Cornwall Council is calling on the government to commit to rebuilding the economy to meet the challenges of the climate emergency and boost community resilience.
The unitary authority recently became the 100th member of UK100, an influential network of local authorities working on a full transition away from fossil fuels, and also a founder member of the Countryside Climate Network,which will further promote the voice of Cornwall and rural issues in the climate change debate.
Now Cornwall’s portfolio holder for climate change and neighbourhoods, Cllr Edwina Hannaford, has joined UK100’s Resilient Recovery Taskforce, a coalition of 24 council leaders and mayors representing 25 million people across the country, who have come together to press the government for a green economic recovery package that reduces carbon emissions and strengthens communities.
The task force will work to influence ministers on the importance of climate action to bring economic protection and benefits to communities ahead of the government’s Comprehensive Spending Review, expected early next year.

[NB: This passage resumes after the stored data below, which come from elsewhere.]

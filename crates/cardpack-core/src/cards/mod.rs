//! Card naming: maps pack filenames to canonical card image names.
//!
//! The pack names its images `<rank>_of_<suit>.png` (e.g. `king_of_spades.png`)
//! plus one or more joker variants. The renderer expects `<RANK><SUIT>.png`
//! (`KS.png`, `10D.png`) and a single `JOKER.png`.

mod code;
mod deck;
mod tables;

pub use code::{image_for_card_code, CARD_BACK_FILE_NAME};
pub use deck::{full_deck, missing_cards};
pub use tables::{rank_code, suit_code, RANK_CODES, RANK_MAP, SUIT_CODES, SUIT_MAP};

use std::fmt;

/// File name every joker variant is saved under.
pub const JOKER_FILE_NAME: &str = "JOKER.png";

const RANK_SUIT_SEPARATOR: &str = "_of_";

/// Where a pack image ends up.
#[derive(Debug, Clone, Copy, PartialEq, Eq)]
pub enum CardTarget {
    Joker,
    Card {
        rank: &'static str,
        suit: &'static str,
    },
}

impl CardTarget {
    pub fn is_joker(&self) -> bool {
        matches!(self, CardTarget::Joker)
    }

    /// Canonical card code: `JOKER`, `AS`, `10D`, ...
    pub fn code(&self) -> String {
        match self {
            CardTarget::Joker => "JOKER".to_string(),
            CardTarget::Card { rank, suit } => {
                format!("{}{}", rank.to_uppercase(), suit.to_uppercase())
            }
        }
    }

    pub fn file_name(&self) -> String {
        match self {
            CardTarget::Joker => JOKER_FILE_NAME.to_string(),
            CardTarget::Card { .. } => format!("{}.png", self.code()),
        }
    }
}

impl fmt::Display for CardTarget {
    fn fmt(&self, f: &mut fmt::Formatter<'_>) -> fmt::Result {
        f.write_str(&self.file_name())
    }
}

/// Last component of an archive entry path. Handles both `/` and `\`
/// separators since some archivers write the latter.
pub fn base_file_name(entry_path: &str) -> &str {
    entry_path
        .rsplit(|c: char| c == '/' || c == '\\')
        .next()
        .unwrap_or(entry_path)
}

/// True if the entry path names a PNG file (case-insensitive).
pub fn is_png(entry_path: &str) -> bool {
    entry_path.to_ascii_lowercase().ends_with(".png")
}

/// Classifies a pack image by file name.
///
/// Accepts a bare file name or a full entry path. Returns `None` for names
/// that are not PNGs, do not follow `<rank>_of_<suit>`, or use tokens
/// missing from the tables.
pub fn derive_target(file_name: &str) -> Option<CardTarget> {
    let name = base_file_name(file_name).to_lowercase();
    let stem = name.strip_suffix(".png")?;

    if stem.contains("joker") {
        return Some(CardTarget::Joker);
    }

    let parts: Vec<&str> = stem.split(RANK_SUIT_SEPARATOR).collect();
    let [rank_token, suit_token] = parts.as_slice() else {
        return None;
    };
    Some(CardTarget::Card {
        rank: rank_code(rank_token)?,
        suit: suit_code(suit_token)?,
    })
}

/// Target file name for a pack image, if any. See [`derive_target`].
pub fn derive_target_file_name(file_name: &str) -> Option<String> {
    derive_target(file_name).map(|t| t.file_name())
}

It will also call for more devolved powers to be given to local authorities to tackle the climate emergency, and for the environment to be considered in all decision making in a way that Cornwall Council is already pioneering with its Decision Making Wheel to prioritise the social, economic and environmental needs of residents in its planning and policies.
Cornwall Council has recently pledged to speed up its climate change action plan to help Cornwall become carbon neutral by 2030 and is calling on the government to provide the resources and powers needed for action in three areas:
Housing retrofit: to provide funding and training needed to undertake the mass retrofit of all Cornwall’s homes below energy performance certificate (EPC) level C by 2030. Cornwall recently became one of three authorities in the country to win government funding for the Whole House Retrofit Innovation pilot programme, to make homes more energy efficient.
New-build homes: a faster transition towards the Future Homes building regulations standard as the best way to build low-carbon homes through clear national government regulation, prioritising higher fabric standards.
Grid reinforcement: vital upgrades to the South West’s electricity grid. Currently, Cornwall generates around 37% of electricity from renewables, up from around 6% in 2009. Its first smart grid-connected wind turbine to help Cornwall better manage its energy supply and reduce Cornwall’s greenhouse gas emissions by more than 3,300 tonnes a year is set to start generating electricity in September. Cornwall Council has made a £3m commercial investment into the wind turbine and will own and operate it once constructed.
Cllr Hannaford said: “The need for an economic recovery package that creates resilience in our communities and reduces carbon emissions is more important now than it has ever been.
“As a member of UK100’s Resilient Recovery Taskforce, I am calling for the government to commit to a green recovery that is fair for all our residents and places their wellbeing at its core.
“Local leaders like Cornwall Council have played an essential role in tackling the Covid-19 crisis and we have an essential role in shaping what comes next. Prioritising environmental and social benefits to ensure our decision-making helps our people and planet to thrive will be a key pillar of our work to help our residents, businesses, and communities to become more resilient in a period of unprecedented change.”
Cornwall was one of the first authorities in the country to declare a climate emergency in January 2019 and its climate change action plan approved unanimously by its Cabinet last summer has been praised by other councils for its strong systems leadership approach and focus on bringing environmental, economic and social benefits for residents.
Key schemes of Cornwall Council’s Carbon Neutral Cornwall programme are: the 8,000-hectare carbon-absorbing Forest for Cornwall; the Whole House Retrofit Innovation project to make homes more energy efficient; a new, climate emergency planning document to promote renewable energy including the commitment to power all new homes with alternative sources to gas; and a new decision-making framework to prioritise environmental and social benefits in all Council policies.